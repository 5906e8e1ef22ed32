//! Category runs against an in-memory storefront.
//!
//! `FakeStore` serves fixed HTML per URL, so the whole driver loop runs
//! without a browser: discovery, scrolling, refresh-on-empty, cross-page
//! merge and export.
use async_trait::async_trait;
use std::collections::{HashMap, HashSet};
use std::sync::Mutex;
use zepto_scout::config::{CsvLayout, Timings};
use zepto_scout::pipeline::aggregate::PageStatus;
use zepto_scout::tools::export;
use zepto_scout::tools::scrape_category::{extract_current_page, scroll_for_products};
use zepto_scout::tools::scrape_category;
use zepto_scout::{Catalog, CategoryProfile, PageRenderer, ProductRecord, RenderError};

fn init_logger() {
    let _ = tracing_subscriber::fmt()
        .with_max_level(tracing::Level::DEBUG)
        .with_test_writer()
        .try_init();
}

const NOT_FOUND_PAGE: &str = "about:not-found";

#[derive(Default)]
struct StoreState {
    current: String,
    /// Key into `pages` for what the tab is showing; differs from `current`
    /// while a not-found page is served.
    serving: String,
    stage: usize,
    visits: Vec<String>,
    reloads: usize,
    scrolls: usize,
}

/// Each URL maps to successive grid states; scrolling reveals the next one.
#[derive(Default)]
struct FakeStore {
    pages: HashMap<String, Vec<String>>,
    /// URLs that answer with the not-found page on their first visit only.
    broken_once: HashSet<String>,
    state: Mutex<StoreState>,
}

fn not_found_html() -> String {
    "<html><head><title>Zepto</title></head><body><h1>Page not found</h1><p>This page went on an egg-sit</p></body></html>".to_string()
}

impl FakeStore {
    fn page(mut self, url: &str, html: String) -> Self {
        self.pages.insert(url.to_string(), vec![html]);
        self
    }

    fn flaky_page(mut self, url: &str, html: String) -> Self {
        self.pages.insert(NOT_FOUND_PAGE.to_string(), vec![not_found_html()]);
        self.broken_once.insert(url.to_string());
        self.page(url, html)
    }

    fn growing_page(mut self, url: &str, stages: Vec<String>) -> Self {
        self.pages.insert(url.to_string(), stages);
        self
    }

    fn visits(&self) -> Vec<String> {
        self.state.lock().unwrap().visits.clone()
    }

    fn reloads(&self) -> usize {
        self.state.lock().unwrap().reloads
    }

    fn scrolls(&self) -> usize {
        self.state.lock().unwrap().scrolls
    }
}

#[async_trait]
impl PageRenderer for FakeStore {
    async fn navigate(&self, url: &str) -> Result<(), RenderError> {
        let mut state = self.state.lock().unwrap();
        state.visits.push(url.to_string());
        if !self.pages.contains_key(url) {
            return Err(RenderError::Navigation {
                url: url.to_string(),
                message: "net::ERR_TIMED_OUT".into(),
            });
        }
        let first_visit = state.visits.iter().filter(|v| v.as_str() == url).count() == 1;
        state.serving = if first_visit && self.broken_once.contains(url) {
            NOT_FOUND_PAGE.to_string()
        } else {
            url.to_string()
        };
        state.current = url.to_string();
        state.stage = 0;
        Ok(())
    }

    async fn reload(&self) -> Result<(), RenderError> {
        let mut state = self.state.lock().unwrap();
        state.reloads += 1;
        state.stage = 0;
        Ok(())
    }

    async fn current_url(&self) -> Result<String, RenderError> {
        Ok(self.state.lock().unwrap().current.clone())
    }

    async fn snapshot(&self) -> Result<String, RenderError> {
        let state = self.state.lock().unwrap();
        let stages = self
            .pages
            .get(&state.serving)
            .ok_or_else(|| RenderError::Snapshot("no page loaded".into()))?;
        Ok(stages[state.stage.min(stages.len() - 1)].clone())
    }

    async fn scroll_to_bottom(&self) -> Result<(), RenderError> {
        let mut state = self.state.lock().unwrap();
        state.scrolls += 1;
        let last = self.pages.get(&state.serving).map_or(0, |s| s.len() - 1);
        state.stage = (state.stage + 1).min(last);
        Ok(())
    }

    async fn scroll_to_top(&self) -> Result<(), RenderError> {
        Ok(())
    }

    async fn scroll_height(&self) -> Result<u64, RenderError> {
        Ok(self.snapshot().await?.len() as u64)
    }
}

fn card(slug: &str, variant: &str, price: u32) -> String {
    let name = slug
        .split('-')
        .map(|w| {
            let mut c = w.chars();
            c.next()
                .map(|f| f.to_uppercase().chain(c).collect::<String>())
                .unwrap_or_default()
        })
        .collect::<Vec<_>>()
        .join(" ");
    format!(
        r#"<a href="/pn/{slug}/pvid/{variant}"><img src="https://cdn.zepto.com/{variant}.jpg"><div>{name}</div><div>₹{price}</div><div>ADD</div></a>"#
    )
}

fn html(body: &[String]) -> String {
    format!("<html><body>{}</body></html>", body.concat())
}

const SUB_SOFT: &str = "https://www.zepto.com/cn/cold-drinks-juices/soft-drinks/cid/947a/scid/s1";
const SUB_JUICE: &str = "https://www.zepto.com/cn/cold-drinks-juices/fruit-juices/cid/947a/scid/s2";
const SUB_ENERGY: &str = "https://www.zepto.com/cn/cold-drinks-juices/energy-drinks/cid/947a/scid/s3";

fn builtin(slug: &str) -> CategoryProfile {
    Catalog::builtin().get(slug).unwrap().clone()
}

fn drinks() -> CategoryProfile {
    builtin("cold-drinks-juices")
}

fn drinks_store() -> FakeStore {
    let profile = drinks();
    let nav = vec![
        r#"<nav><a href="/cn/cold-drinks-juices/soft-drinks/cid/947a/scid/s1">Soft Drinks</a>"#.to_string(),
        r#"<a href="/cn/cold-drinks-juices/fruit-juices/cid/947a/scid/s2">Fruit Juices</a>"#.to_string(),
        r#"<a href="/cn/cold-drinks-juices/energy-drinks/cid/947a/scid/s3">Energy Drinks</a></nav>"#.to_string(),
    ];
    let mut main = nav;
    main.push(card("coca-cola-can", "c1", 40));
    main.push(card("britannia-brown-bread", "b1", 50));

    FakeStore::default()
        .page(&profile.url, html(&main))
        .page(
            SUB_SOFT,
            html(&[card("coca-cola-can", "c1", 40), card("sprite-lime-soft-drink", "sp1", 40)]),
        )
        .page(
            SUB_JUICE,
            html(&[card("tropicana-orange-juice", "t1", 120), card("coca-cola-can", "c1", 40)]),
        )
}

#[tokio::test]
async fn category_run_merges_pages_and_isolates_failures() {
    init_logger();
    let store = drinks_store();
    let profile = drinks();

    let run = scrape_category(&store, &profile, &Timings::immediate()).await.unwrap();

    let names: Vec<&str> = run.records.iter().map(|r| r.name.as_str()).collect();
    assert_eq!(
        names,
        vec!["Coca Cola Can", "Sprite Lime Soft Drink", "Tropicana Orange Juice"]
    );
    assert_eq!(run.subcategories.len(), 3);
    assert_eq!(run.removed_in_final_pass, 0);

    let audit: Vec<(&str, usize, usize)> = run
        .audit
        .iter()
        .map(|a| (a.label.as_str(), a.offered, a.added))
        .collect();
    assert_eq!(
        audit,
        vec![
            ("Main page", 1, 1),
            ("Soft Drinks", 2, 1),
            ("Fruit Juices", 2, 1),
            ("Energy Drinks", 0, 0),
        ]
    );
    assert!(matches!(run.audit[3].status, PageStatus::Failed(_)));

    // the failing subcategory was attempted once and nothing after it was skipped
    let visits = store.visits();
    assert_eq!(visits.iter().filter(|v| v.as_str() == SUB_ENERGY).count(), 1);
    assert_eq!(visits.len(), 4);
}

#[tokio::test]
async fn records_carry_absolute_links_and_prices() {
    let store = drinks_store();
    let run = scrape_category(&store, &drinks(), &Timings::immediate()).await.unwrap();

    let juice = run
        .records
        .iter()
        .find(|r| r.name == "Tropicana Orange Juice")
        .unwrap();
    assert_eq!(juice.price, "120");
    assert_eq!(juice.product_url, "https://www.zepto.com/pn/tropicana-orange-juice/pvid/t1");
    assert_eq!(juice.image_url, "https://cdn.zepto.com/t1.jpg");
    assert_eq!(juice.discount, "N/A");
}

#[tokio::test]
async fn empty_page_is_refreshed_once_then_reported_empty() {
    let url = "https://www.zepto.com/cn/cold-drinks-juices/empty/cid/1/scid/2";
    let store = FakeStore::default().page(url, html(&["<p>Something went wrong</p>".to_string()]));
    store.navigate(url).await.unwrap();

    let page = extract_current_page(&store, &drinks(), &Timings::immediate())
        .await
        .unwrap();
    assert!(page.records.is_empty());
    assert_eq!(page.cards_found, 0);
    assert_eq!(store.reloads(), 1);
}

#[tokio::test]
async fn bare_main_page_gets_a_second_pass() {
    let profile = builtin("fruits-vegetables");
    let store = FakeStore::default().page(&profile.url, html(&["<p>Loading…</p>".to_string()]));

    let run = scrape_category(&store, &profile, &Timings::immediate()).await.unwrap();

    assert!(run.records.is_empty());
    let labels: Vec<&str> = run.audit.iter().map(|a| a.label.as_str()).collect();
    assert_eq!(labels, vec!["Main page", "Main page (retry)"]);
    assert!(run.audit.iter().all(|a| a.status == PageStatus::Empty));
    assert_eq!(store.visits(), vec![profile.url.clone(), profile.url.clone()]);
    assert_eq!(store.reloads(), 2);
}

#[tokio::test]
async fn produce_run_keeps_every_named_card_without_subcategories() {
    init_logger();
    let profile = builtin("fruits-vegetables");
    let store = FakeStore::default().page(
        &profile.url,
        html(&[
            r#"<a href="/cn/fruits-vegetables/fresh-vegetables/cid/1/scid/2">Fresh Vegetables</a>"#.to_string(),
            card("onion-1-kg", "o1", 35),
            card("robusta-banana", "ba1", 49),
            card("hydroponic-lettuce", "l1", 89),
        ]),
    );

    let run = scrape_category(&store, &profile, &Timings::immediate()).await.unwrap();

    let names: Vec<&str> = run.records.iter().map(|r| r.name.as_str()).collect();
    assert_eq!(names, vec!["Onion 1 Kg", "Robusta Banana", "Hydroponic Lettuce"]);
    assert!(run.subcategories.is_empty());
    assert_eq!(store.visits(), vec![profile.url.clone()]);
}

#[tokio::test]
async fn not_found_main_page_is_retried_once() {
    let profile = builtin("fruits-vegetables");
    let store = FakeStore::default().flaky_page(&profile.url, html(&[card("onion-1-kg", "o1", 35)]));

    let run = scrape_category(&store, &profile, &Timings::immediate()).await.unwrap();

    assert_eq!(run.records.len(), 1);
    assert_eq!(store.visits(), vec![profile.url.clone(), profile.url.clone()]);
}

#[tokio::test]
async fn persistent_not_found_page_aborts_the_category() {
    let profile = builtin("fruits-vegetables");
    let store = FakeStore::default().page(&profile.url, not_found_html());

    let err = scrape_category(&store, &profile, &Timings::immediate())
        .await
        .unwrap_err();

    assert!(matches!(err, RenderError::NotFound(ref url) if *url == profile.url));
    assert_eq!(store.visits().len(), 2);
}

#[tokio::test]
async fn page_of_off_category_cards_is_audited_as_scraped() {
    let profile = drinks();
    let store = FakeStore::default()
        .page(
            &profile.url,
            html(&[
                r#"<a href="/cn/cold-drinks-juices/soft-drinks/cid/947a/scid/s1">Soft Drinks</a>"#.to_string(),
                card("coca-cola-can", "c1", 40),
            ]),
        )
        .page(SUB_SOFT, html(&[card("britannia-brown-bread", "b1", 50)]));

    let run = scrape_category(&store, &profile, &Timings::immediate()).await.unwrap();

    let soft = &run.audit[1];
    assert_eq!(soft.label, "Soft Drinks");
    assert_eq!(soft.status, PageStatus::Scraped);
    assert_eq!((soft.cards, soft.offered, soft.added), (1, 0, 0));
}

#[tokio::test]
async fn main_page_navigation_failure_aborts_the_category() {
    let store = FakeStore::default();
    let err = scrape_category(&store, &drinks(), &Timings::immediate())
        .await
        .unwrap_err();
    assert!(matches!(err, RenderError::Navigation { .. }));
}

#[tokio::test]
async fn scrolling_stops_once_the_grid_stops_growing() {
    let url = "https://www.zepto.com/cn/cold-drinks-juices/all/cid/1/scid/1";
    let first = vec![card("coca-cola-can", "c1", 40)];
    let mut second = first.clone();
    second.push(card("sprite-lime-soft-drink", "sp1", 40));
    let store = FakeStore::default().growing_page(url, vec![html(&first), html(&second)]);
    store.navigate(url).await.unwrap();

    let timings = Timings {
        max_scrolls: 10,
        stable_scrolls: 2,
        ..Timings::immediate()
    };
    let anchors = scroll_for_products(&store, &timings).await;
    assert_eq!(anchors, 2);
    // one growing scroll, then two that changed nothing
    assert_eq!(store.scrolls(), 3);
}

#[tokio::test]
async fn finished_run_exports_csv_and_json() {
    let store = drinks_store();
    let profile = drinks();
    let run = scrape_category(&store, &profile, &Timings::immediate()).await.unwrap();

    let dir = tempfile::tempdir().unwrap();
    let saved = export::save(dir.path(), &profile.output_stem(), &run.records, CsvLayout::Standard)
        .unwrap()
        .unwrap();
    assert!(saved.csv.ends_with("zepto_cold_drinks_juices.csv"));

    let csv_text = std::fs::read_to_string(&saved.csv).unwrap();
    assert_eq!(csv_text.lines().count(), 1 + run.records.len());

    let json: Vec<ProductRecord> =
        serde_json::from_str(&std::fs::read_to_string(&saved.json).unwrap()).unwrap();
    assert_eq!(json, run.records);
}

_ _ _

Directions → The word to find is "HashMap". Copy every line of the data that holds it.

Answer section →
use std::collections::{HashMap, HashSet};
    pages: HashMap<String, Vec<String>>,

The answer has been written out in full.